Social Security Widow Benefits - What Happens To Your Social Security Income When One Spouse Dies
When Social Security was initially created, it only paid retirement income to workers who were eligible. It was later revised to include benefits for spouses and survivors, that made it more of a family or insurance plan, instead of simply a retirement plan.
Sadly, it is inevitable that many husbands and wives will find themselves widowed around their retirement. This is not only a massive loss emotionally, but can be a major loss financially as well, particularly since the survivor will lose the money earned by the spouse that has passed away.
The Social Security survivor benefit was created to ensure that the surviving spouse wouldn't lose all of their earnings when the first spouse dies. Actually, the survivor income is 100% of the spouse's income before he or she passed. Assuming that both spouses are currently receiving Social Security, if the spouse with the greater amount of Social Security dies first, the spouse with the lower payment will get an increase in her income. However if the spouse with the lower payment passes first, the surviving spouse's income will not alter.
There are some policies in order to qualify for Social Security death benefits: The couple should have been married for more than 9 months before the spouse's death, except if his death was a result of an accident. Also, divorced spouses may qualify for widow's benefits as long as they were married for more than 10 years.

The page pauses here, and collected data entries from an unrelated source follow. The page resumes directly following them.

//! Domain errors

use crate::entities::{OrderStatus, OrderType};
use rust_decimal::Decimal;
use thiserror::Error;

/// Errors raised while building or transitioning an order
#[derive(Error, Debug, Clone, PartialEq, Eq)]
pub enum OrderError {
    #[error("{order_type:?} order requires a limit price")]
    MissingLimitPrice { order_type: OrderType },

    #[error("{order_type:?} order requires a stop price")]
    MissingStopPrice { order_type: OrderType },

    #[error("Order quantity must be positive, got {0}")]
    InvalidQuantity(Decimal),

    #[error("Order price must be positive, got {0}")]
    InvalidPrice(Decimal),

    #[error("Invalid order transition: {from:?} -> {to:?}")]
    InvalidTransition { from: OrderStatus, to: OrderStatus },

    #[error("Fill of {fill} would exceed order quantity {quantity} (already filled {filled})")]
    Overfill {
        fill: Decimal,
        filled: Decimal,
        quantity: Decimal,
    },
}
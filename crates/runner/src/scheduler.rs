//! Strategy scheduler
//!
//! Runs each configured strategy as its own tokio task. A supervisor task
//! per strategy watches the worker and marks only that strategy `Error`
//! when it panics or gives up. Stops are cooperative through a
//! `CancellationToken` and bounded by a join timeout.

use std::sync::Arc;

use dashmap::DashMap;
use log::{error, info, warn};
use meridian_core::{CloseReason, OrderRequest, OrderStatus, Position, Side, Timestamp, TradeRecord};
use meridian_order_manager::OrderRouter;
use meridian_ports::{Alert, AlertKind, AlertLevel, BrokerError};
use rust_decimal::Decimal;
use serde::{Deserialize, Serialize};
use serde_json::json;
use tokio::task::{AbortHandle, JoinHandle};
use tokio_util::sync::CancellationToken;

use crate::config::{SchedulerConfig, StrategyConfig};
use crate::context::TradingContext;
use crate::error::{Result, SchedulerError};
use crate::worker::StrategyWorker;

#[derive(Debug, Clone, Copy, PartialEq, Eq, Serialize, Deserialize)]
#[serde(rename_all = "snake_case")]
pub enum StrategyStatus {
    Running,
    Stopped,
    Error,
}

#[derive(Debug, Clone)]
pub struct StrategyState {
    pub start_time: Timestamp,
    pub config: StrategyConfig,
    pub status: StrategyStatus,
    pub last_error: Option<String>,
}

struct WorkerHandle {
    cancel: CancellationToken,
    supervisor: JoinHandle<()>,
    worker: AbortHandle,
}

/// A position the emergency pass could not close
#[derive(Debug, Clone, PartialEq)]
pub struct CloseFailure {
    pub strategy_id: String,
    pub symbol: String,
    pub error: String,
}

/// Outcome of `emergency_stop`
#[derive(Debug, Clone, Default)]
pub struct EmergencyReport {
    /// Workers that stopped within the join timeout
    pub stopped: Vec<String>,
    /// Workers that had to be aborted
    pub unresponsive: Vec<String>,
    pub closed: Vec<TradeRecord>,
    pub failures: Vec<CloseFailure>,
}

impl EmergencyReport {
    pub fn is_clean(&self) -> bool {
        self.unresponsive.is_empty() && self.failures.is_empty()
    }
}

pub struct StrategyScheduler {
    ctx: TradingContext,
    timings: SchedulerConfig,
    registry: Arc<DashMap<String, StrategyState>>,
    handles: DashMap<String, WorkerHandle>,
}

impl StrategyScheduler {
    pub fn new(ctx: TradingContext, timings: SchedulerConfig) -> Self {
        Self {
            ctx,
            timings,
            registry: Arc::new(DashMap::new()),
            handles: DashMap::new(),
        }
    }

    pub fn context(&self) -> &TradingContext {
        &self.ctx
    }

    /// Spawn a worker for `config`
    pub async fn start(&self, config: StrategyConfig) -> Result<()> {
        let id = config.id.clone();
        let running = self
            .registry
            .get(&id)
            .is_some_and(|state| state.status == StrategyStatus::Running);
        if running {
            return Err(SchedulerError::AlreadyRunning(id));
        }

        let worker = StrategyWorker::new(config.clone(), self.ctx.clone(), self.timings.clone())?;
        let symbols = config.symbols.clone();
        self.registry.insert(
            id.clone(),
            StrategyState {
                start_time: self.ctx.clock.now(),
                config,
                status: StrategyStatus::Running,
                last_error: None,
            },
        );

        let cancel = CancellationToken::new();
        let task = tokio::spawn(worker.run(cancel.clone()));
        let worker_abort = task.abort_handle();
        let supervisor = tokio::spawn(supervise(
            id.clone(),
            task,
            self.registry.clone(),
            self.ctx.clone(),
        ));
        self.handles.insert(
            id.clone(),
            WorkerHandle {
                cancel,
                supervisor,
                worker: worker_abort,
            },
        );

        info!("[SCHEDULER] Started {} on {:?}", id, symbols);
        self.alert(
            AlertKind::StrategyStarted,
            AlertLevel::Info,
            "Strategy started",
            format!("{id} started"),
            json!({ "strategy_id": id, "symbols": symbols }),
        )
        .await;
        Ok(())
    }

    /// Cancel a worker and wait for it, up to the join timeout
    pub async fn stop(&self, id: &str) -> Result<()> {
        let Some((_, handle)) = self.handles.remove(id) else {
            return Err(SchedulerError::NotRunning(id.to_string()));
        };
        handle.cancel.cancel();
        let joined = self.join(id, handle).await;
        self.mark_stopped(id);

        info!("[SCHEDULER] Stopped {}", id);
        self.alert(
            AlertKind::StrategyStopped,
            AlertLevel::Info,
            "Strategy stopped",
            format!("{id} stopped"),
            json!({ "strategy_id": id }),
        )
        .await;
        joined
    }

    async fn join(&self, id: &str, handle: WorkerHandle) -> Result<()> {
        let timeout = self.timings.join_timeout();
        let mut supervisor = handle.supervisor;
        match tokio::time::timeout(timeout, &mut supervisor).await {
            Ok(_) => Ok(()),
            Err(_) => {
                warn!("[SCHEDULER] {} did not stop within {:?}; aborting", id, timeout);
                handle.worker.abort();
                supervisor.abort();
                Err(SchedulerError::Unresponsive {
                    id: id.to_string(),
                    timeout,
                })
            }
        }
    }

    /// A failure the supervisor already recorded stays `Error`
    fn mark_stopped(&self, id: &str) {
        if let Some(mut state) = self.registry.get_mut(id)
            && state.status != StrategyStatus::Error
        {
            state.status = StrategyStatus::Stopped;
        }
    }

    /// Stop every worker, then close every ledger position at market
    ///
    /// A failure on one position, including a partial or missing fill, is
    /// recorded and the pass continues.
    pub async fn emergency_stop(&self) -> EmergencyReport {
        error!("[SCHEDULER] EMERGENCY STOP");
        let mut report = EmergencyReport::default();

        let ids: Vec<String> = self.handles.iter().map(|e| e.key().clone()).collect();
        let handles: Vec<(String, WorkerHandle)> = ids.iter().filter_map(|id| self.handles.remove(id)).collect();
        for (_, handle) in &handles {
            handle.cancel.cancel();
        }
        for (id, handle) in handles {
            match self.join(&id, handle).await {
                Ok(()) => report.stopped.push(id.clone()),
                Err(_) => report.unresponsive.push(id.clone()),
            }
            self.mark_stopped(&id);
        }

        let positions = self.ctx.ledger.lock().await.positions();
        let router = self.ctx.router();
        for position in positions {
            match self.force_close(&router, &position).await {
                Ok(record) => {
                    if record.shares < position.shares {
                        report.failures.push(CloseFailure {
                            strategy_id: position.strategy_id.clone(),
                            symbol: position.symbol.clone(),
                            error: format!("only {} of {} shares sold", record.shares, position.shares),
                        });
                    }
                    report.closed.push(record);
                }
                Err(e) => {
                    error!(
                        "[SCHEDULER] Could not close {} {}: {}",
                        position.strategy_id, position.symbol, e
                    );
                    report.failures.push(CloseFailure {
                        strategy_id: position.strategy_id.clone(),
                        symbol: position.symbol.clone(),
                        error: e.to_string(),
                    });
                }
            }
        }

        self.ctx.risk.lock().await.daily_mut().halt("emergency stop");

        self.alert(
            AlertKind::EmergencyStop,
            AlertLevel::Critical,
            "Emergency stop",
            format!(
                "{} strategies stopped, {} positions closed, {} failures",
                report.stopped.len() + report.unresponsive.len(),
                report.closed.len(),
                report.failures.len()
            ),
            json!({
                "stopped": report.stopped,
                "unresponsive": report.unresponsive,
                "closed": report.closed.iter().map(|t| &t.symbol).collect::<Vec<_>>(),
                "failures": report.failures.iter().map(|f| &f.symbol).collect::<Vec<_>>(),
            }),
        )
        .await;
        report
    }

    /// Sell a position at market and book only what filled
    ///
    /// An order still working after one poll is cancelled; unsold shares
    /// stay in the ledger.
    async fn force_close(&self, router: &OrderRouter, position: &Position) -> Result<TradeRecord> {
        let request = OrderRequest::market(position.symbol.clone(), Side::Sell, position.shares)
            .with_strategy(position.strategy_id.clone());
        let mut order = router.submit(request).await?;
        if order.status == OrderStatus::Rejected {
            let message = order.error_message.unwrap_or_else(|| "rejected".to_string());
            return Err(SchedulerError::Broker(BrokerError::Rejected(message)));
        }

        if order.status.is_active() {
            match router.sync(order.id).await {
                Ok(synced) => order = synced,
                Err(e) => warn!("[SCHEDULER] Could not sync exit for {}: {}", position.symbol, e),
            }
        }
        if order.status.is_active() {
            match router.cancel(order.id).await {
                Ok(canceled) => order = canceled,
                Err(e) => warn!("[SCHEDULER] Could not cancel exit for {}: {}", position.symbol, e),
            }
        }
        if order.filled_quantity <= Decimal::ZERO {
            return Err(SchedulerError::ExitNotFilled {
                symbol: position.symbol.clone(),
                status: order.status,
                filled: order.filled_quantity,
                requested: position.shares,
            });
        }
        let shares = order.filled_quantity.min(position.shares);

        let price = match order.filled_avg_price {
            Some(price) => price,
            None => match self.ctx.market_data.fetch_quote(&position.symbol).await {
                Ok(quote) => quote.price,
                Err(_) => position.entry_price,
            },
        };
        let now = self.ctx.clock.now();
        let record = self.ctx.ledger.lock().await.close(
            &position.strategy_id,
            &position.symbol,
            price,
            Some(shares),
            CloseReason::Forced,
            now,
        )?;
        self.ctx.history.lock().await.record(record.clone());
        Ok(record)
    }

    pub fn status(&self, id: &str) -> Option<StrategyState> {
        self.registry.get(id).map(|state| state.clone())
    }

    /// Every known strategy, ordered by id
    pub fn statuses(&self) -> Vec<StrategyState> {
        let mut states: Vec<StrategyState> = self.registry.iter().map(|e| e.value().clone()).collect();
        states.sort_by(|a, b| a.config.id.cmp(&b.config.id));
        states
    }

    pub fn is_running(&self, id: &str) -> bool {
        self.registry
            .get(id)
            .is_some_and(|state| state.status == StrategyStatus::Running)
    }

    async fn alert(
        &self,
        kind: AlertKind,
        level: AlertLevel,
        title: &str,
        message: String,
        payload: serde_json::Value,
    ) {
        let alert = Alert::new(kind, level, title, message, self.ctx.clock.now()).with_payload(payload);
        self.ctx.notify(alert).await;
    }
}

/// Wait on a worker and record how it ended
async fn supervise(
    id: String,
    task: JoinHandle<Result<()>>,
    registry: Arc<DashMap<String, StrategyState>>,
    ctx: TradingContext,
) {
    let failure = match task.await {
        Ok(Ok(())) => None,
        Ok(Err(e)) => Some(e.to_string()),
        Err(e) if e.is_panic() => Some("worker panicked".to_string()),
        // Aborted by stop
        Err(_) => None,
    };
    let Some(message) = failure else {
        return;
    };

    error!("[SCHEDULER] {} failed: {}", id, message);
    if let Some(mut state) = registry.get_mut(&id) {
        state.status = StrategyStatus::Error;
        state.last_error = Some(message.clone());
    }
    let alert = Alert::new(
        AlertKind::SystemError,
        AlertLevel::Critical,
        "Strategy failed",
        format!("{id}: {message}"),
        ctx.clock.now(),
    )
    .with_payload(json!({ "strategy_id": id }));
    ctx.notify(alert).await;
}
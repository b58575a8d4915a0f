//! Signal - What strategies output
//!
//! Strategies don't place orders. They emit a signal stating the action they
//! want and how confident they are; sizing and risk gating decide the rest.

use chrono::Utc;
use rust_decimal::Decimal;
use serde::{Deserialize, Serialize};

use crate::values::{Price, Symbol, Timestamp};

/// Action requested by a strategy
#[derive(Debug, Clone, Copy, PartialEq, Eq, Hash, Serialize, Deserialize)]
#[serde(rename_all = "snake_case")]
pub enum SignalAction {
    StrongBuy,
    Buy,
    Hold,
    Sell,
    StrongSell,
}

impl SignalAction {
    pub fn is_buy(&self) -> bool {
        matches!(self, SignalAction::Buy | SignalAction::StrongBuy)
    }

    pub fn is_sell(&self) -> bool {
        matches!(self, SignalAction::Sell | SignalAction::StrongSell)
    }
}

/// Signal from a strategy for one symbol at one evaluation tick
#[derive(Debug, Clone, PartialEq, Eq, Serialize, Deserialize)]
pub struct Signal {
    /// Which strategy generated this signal
    pub strategy_id: String,
    /// Symbol to trade
    pub symbol: Symbol,
    pub action: SignalAction,
    /// Confidence in the signal (0.0 - 1.0)
    pub confidence: Decimal,
    /// Reference price at evaluation (last close)
    pub price: Price,
    /// Optional: Stop loss price
    pub stop_loss: Option<Price>,
    /// Optional: Take profit price
    pub take_profit: Option<Price>,
    /// Average true range at evaluation, when available
    pub atr: Option<Price>,
    /// Human-readable explanation
    pub reasoning: String,
    /// When the signal was generated
    pub timestamp: Timestamp,
}

impl Signal {
    /// Create a new signal
    pub fn new(
        strategy_id: impl Into<String>,
        symbol: impl Into<Symbol>,
        action: SignalAction,
        price: Price,
    ) -> Self {
        Self {
            strategy_id: strategy_id.into(),
            symbol: symbol.into(),
            action,
            confidence: Decimal::ONE,
            price,
            stop_loss: None,
            take_profit: None,
            atr: None,
            reasoning: String::new(),
            timestamp: Utc::now(),
        }
    }

    /// Builder: Set confidence
    pub fn with_confidence(mut self, confidence: Decimal) -> Self {
        self.confidence = confidence.clamp(Decimal::ZERO, Decimal::ONE);
        self
    }

    /// Builder: Set stop loss
    pub fn with_stop_loss(mut self, price: Price) -> Self {
        self.stop_loss = Some(price);
        self
    }

    /// Builder: Set take profit
    pub fn with_take_profit(mut self, price: Price) -> Self {
        self.take_profit = Some(price);
        self
    }

    /// Builder: Set ATR reading
    pub fn with_atr(mut self, atr: Price) -> Self {
        self.atr = Some(atr);
        self
    }

    /// Builder: Set reasoning
    pub fn with_reasoning(mut self, reasoning: impl Into<String>) -> Self {
        self.reasoning = reasoning.into();
        self
    }

    /// Builder: Set timestamp (bar time in backtests)
    pub fn with_timestamp(mut self, timestamp: Timestamp) -> Self {
        self.timestamp = timestamp;
        self
    }

    pub fn is_buy(&self) -> bool {
        self.action.is_buy()
    }

    pub fn is_sell(&self) -> bool {
        self.action.is_sell()
    }
}

#[cfg(test)]
mod tests {
    use super::*;
    use rust_decimal_macros::dec;

    #[test]
    fn test_signal_creation() {
        let signal = Signal::new("ma_crossover", "AAPL", SignalAction::Buy, dec!(101.5))
            .with_confidence(dec!(0.8))
            .with_stop_loss(dec!(98))
            .with_reasoning("fast above slow");

        assert_eq!(signal.strategy_id, "ma_crossover");
        assert_eq!(signal.symbol, "AAPL");
        assert_eq!(signal.confidence, dec!(0.8));
        assert_eq!(signal.stop_loss, Some(dec!(98)));
        assert!(signal.is_buy());
        assert!(!signal.is_sell());
    }

    #[test]
    fn test_confidence_clamping() {
        let signal = Signal::new("test", "AAPL", SignalAction::Sell, dec!(10)).with_confidence(dec!(1.5));
        assert_eq!(signal.confidence, Decimal::ONE);

        let signal = Signal::new("test", "AAPL", SignalAction::Sell, dec!(10)).with_confidence(dec!(-0.2));
        assert_eq!(signal.confidence, Decimal::ZERO);
    }

    #[test]
    fn test_strong_actions_count_as_direction() {
        assert!(SignalAction::StrongBuy.is_buy());
        assert!(SignalAction::StrongSell.is_sell());
        assert!(!SignalAction::Hold.is_buy());
        assert!(!SignalAction::Hold.is_sell());
    }
}
//! Strategy trait
//!
//! A strategy is a pure function of a feature snapshot. It never sees the
//! account, positions or orders; it only says what it would do and how sure
//! it is.

use meridian_core::SignalAction;

use crate::error::Result;
use crate::features::FeatureSnapshot;

/// Raw strategy output before the generator wraps it into a `Signal`
#[derive(Debug, Clone, PartialEq)]
pub struct Decision {
    pub action: SignalAction,
    /// Unclamped confidence
    pub confidence: f64,
    pub stop_loss: Option<f64>,
    pub take_profit: Option<f64>,
    pub reasoning: String,
}

impl Decision {
    pub fn new(action: SignalAction, confidence: f64, reasoning: impl Into<String>) -> Self {
        Self {
            action,
            confidence,
            stop_loss: None,
            take_profit: None,
            reasoning: reasoning.into(),
        }
    }

    pub fn buy(confidence: f64, reasoning: impl Into<String>) -> Self {
        Self::new(SignalAction::Buy, confidence, reasoning)
    }

    pub fn sell(confidence: f64, reasoning: impl Into<String>) -> Self {
        Self::new(SignalAction::Sell, confidence, reasoning)
    }

    pub fn with_stop_loss(mut self, price: f64) -> Self {
        self.stop_loss = Some(price);
        self
    }

    pub fn with_take_profit(mut self, price: f64) -> Self {
        self.take_profit = Some(price);
        self
    }
}

/// Signal strategy interface
///
/// `evaluate` returns `Ok(None)` for HOLD.
pub trait Strategy: Send + Sync {
    /// Strategy name for logging
    fn name(&self) -> &str;

    /// Bars needed before `evaluate` can produce anything
    fn lookback(&self) -> usize;

    fn evaluate(&self, snapshot: &FeatureSnapshot) -> Result<Option<Decision>>;
}
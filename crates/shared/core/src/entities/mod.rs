mod account;
mod bar;
mod order;
mod order_status;
mod order_type;
mod position;
mod side;
mod signal;
mod time_in_force;
mod trade;

pub use account::AccountState;
pub use bar::{Bar, Quote};
pub use order::{Order, OrderId, OrderRequest, OrderTransition};
pub use order_status::OrderStatus;
pub use order_type::OrderType;
pub use position::Position;
pub use side::Side;
pub use signal::{Signal, SignalAction};
pub use time_in_force::TimeInForce;
pub use trade::{CloseReason, TradeRecord};
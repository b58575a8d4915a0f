//! Meridian Ports
//!
//! Port definitions (traits) for the Meridian trading runtime.
//! These define the boundaries between domain logic and infrastructure:
//!
//! - [`Broker`]: order placement, cancels, account and position queries
//! - [`MarketData`]: historical bars and latest quotes
//! - [`Notifier`]: outbound alerts (delivery mechanics live elsewhere)
//! - [`Clock`]: time source

mod broker;
mod clock;
mod error;
mod market_data;
mod notify;

pub use broker::{Broker, BrokerPosition, OrderAck, OrderTicket};
pub use clock::Clock;
pub use error::{BrokerError, BrokerResult, DataError, DataResult};
pub use market_data::MarketData;
pub use notify::{Alert, AlertKind, AlertLevel, Notifier};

Widows can request for survivor benefits beginning at age 60, or age 50 if they are disabled. Same as with retirement and spousal benefits, the widow may not prefer to start collecting at age 60 because the benefit will be decreased for every month received before touching full retirement age. A widow can hope to receive anywhere from 71.5% to 100% of her deceased spouse's benefit based on how old she is when she starts receiving the survivor benefit.
It's essential to note that as a widow you will get the survivor benefit or your own benefit, whichever is more. So your benefit will go up if your spouse's benefit was more than your own, however you will still miss one benefit, so your total income from Social Security could be 1/3 to 1/2 lower than it was before your spouse died.
A technique to help optimize your total benefits considering your spouse passes before you reach full retirement age is to begin collecting widow's benefits as soon as your spouse passes (assuming you are more than age 60 or your are age 50 and disabled), then switch to your own benefit once you attain your full retirement age. This will permit your own retirement benefits to keep on earning credits and therefore will raise your retirement benefit. Or, if the survivor benefit is considerably higher than your own benefit, you could request your own benefit early, then move to the survivor benefit when you are at full retirement age.
You should apply for Social Security widow benefits right away after a family member has passed. To do so, you can contact the Social Security Administration or visit the office closest to you. It's important to know how Social Security survivor benefits operate so you can maximize your retirement income, especially after the loss of a loved one.